El pasado martes, a ese coruñés de flequillo en flor se le apareció el más terrible enemigo para aquellos que pisan un escenario.
Cualquiera pensaría que estamos señalando al helador miedo a quedarse en blanco, al terror que produce escuchar el silencio de una sala ante un chiste incomprendido o a la posibilidad siempre acechante de caer de bruces sobre el patio de butacas sin que eso forme parte del show.
No.
Desde que el mundo es mundo y el teatro es magia, el más terrible enemigo del actor es otro: la doble función.
A la vista de lo rápido que se agotaron en Internet las localidades para la cita contratada, Luis Piedrahita se avino a doblar turno este 17 de septiembre de 2019. Una suerte para el público y una confirmación de la profesionalidad del humorista gallego. Dos funciones. Dos llenos.
Hasta llegar a la Casa de la Cultura de Azuqueca, este nuevo espectáculo de "Es mi palabra contra la mía" apenas se había representado con público otras tres veces. Recién salido, como quien dice, de la torrentera que tiene por cerebro su autor. Torrentera de caudal vertiginoso de ocurrencias felices, nada que lo relacione con el personaje de Santiago Segura.
Luis Piedrahita repite flequillo, gafas, vaqueros y americana. El guión, en cambio, es completamente original, si exceptuamos la fugaz aparición del caballito de mar y alguna que otra referencia, ligera, a textos anteriores. Porque aquí lo que triunfa es el don de la palabra, tanto por lo que se dice como por el modo en que se comparte entre el monologuista y su público.
La máquina funciona. Desde la entonación al ritmo y desde ahí al manejo de la trabajada improvisación, redondeada con la supuesta sorpresa que también estaba prevista… y que aquí no desvelaremos. En esta ocasión, aclaremos tan sólo que no se va la luz de la sala, como ocurría alguna vez todas las sesiones en Callao. También tienen su protagonismo los teléfonos móviles, por amor a la lectura. ¡Tiembla, Vodafone!
Gran verdad es que nadie estamos a gusto ni satisfechos con lo que tenemos. Eso es algo tan cierto que a Piedrahita le sirve de hilo conductor para su historia. Son ochenta minutos largos que se hacen cortos. Un monólogo que a veces parece polifónico en el continuo desdoblarse de tantos personajes evocados.

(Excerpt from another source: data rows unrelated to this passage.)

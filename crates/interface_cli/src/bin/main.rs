//! FNOL Triage - Command-Line Binary
//!
//! Reads one First Notice of Loss document and prints the triage result as
//! JSON on stdout. Logs go to stderr.
//!
//! # Usage
//!
//! ```bash
//! fnol-triage claim.txt
//! fnol-triage claim.pdf --pretty
//!
//! # Verbose logging
//! FNOL_LOG_LEVEL=debug fnol-triage claim.txt
//! ```
//!
//! # Environment Variables
//!
//! * `FNOL_LOG_LEVEL` - Log level: trace, debug, info, warn, error, off (default: warn)
//! * `FNOL_PRETTY` - Pretty-print JSON output (default: false)
//! * `RUST_LOG` - Overrides `FNOL_LOG_LEVEL` with a full filter directive

use anyhow::Context;
use clap::Parser;
use tracing_subscriber::{layer::SubscriberExt, util::SubscriberInitExt, EnvFilter};

use interface_cli::{triage_file, Cli, CliConfig};

/// Main entry point.
///
/// # Errors
///
/// Returns an error, and so a non-zero exit code, if:
/// - Configuration in the environment is invalid
/// - The document cannot be loaded
fn main() -> anyhow::Result<()> {
    // Load .env file if present (useful for local development)
    dotenvy::dotenv().ok();

    let cli = Cli::parse();
    let config = CliConfig::load().context("Failed to load configuration")?;

    init_tracing(&config.log_level);

    let pretty = cli.pretty || config.pretty;
    tracing::info!(document = %cli.document.display(), pretty, "Triaging document");

    let json = triage_file(&cli.document, pretty)
        .with_context(|| format!("Could not triage {}", cli.document.display()))?;
    println!("{}", json);

    Ok(())
}

/// Initializes the tracing subscriber, writing to stderr.
///
/// # Arguments
///
/// * `log_level` - The minimum log level to output when `RUST_LOG` is unset
fn init_tracing(log_level: &str) {
    let filter = EnvFilter::try_from_default_env()
        .or_else(|_| EnvFilter::try_new(log_level))
        .unwrap_or_else(|_| EnvFilter::new("info"));

    tracing_subscriber::registry()
        .with(filter)
        .with(
            tracing_subscriber::fmt::layer()
                .with_target(true)
                .with_writer(std::io::stderr),
        )
        .init();
}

Está Piedrahita embarcado ya en la vorágine de rodar y pulir un show que, aun recién parido, hace reír al espectador desde el primero al último minuto. Vuelve también en estas fechas a "El Hormiguero". Y aun así, se permite una doble función en Azuqueca, salir indemne y asomar en el vestíbulo con una sonrisa que, además, se demostraba sincera.
El espectador más veterano de la segunda función de este martes en Azuqueca tenía 70 años. El más joven era un crío de apenas 7. Entre medias, hileras de mandíbulas batientes en bípedos de todas las edades que se fueron satisfechos, con selfie o sin él, al comprobar que es posible reírse en compañía de otros humanos sin que nadie sufra en el intento. Reírse hasta llorar sin miedo a tantas lágrimas, que nunca fueron menos amargas.
Como experimento y como enseñanza bien valía la función los ocho euros de la entrada. Y mucho más, que no se paga con dinero.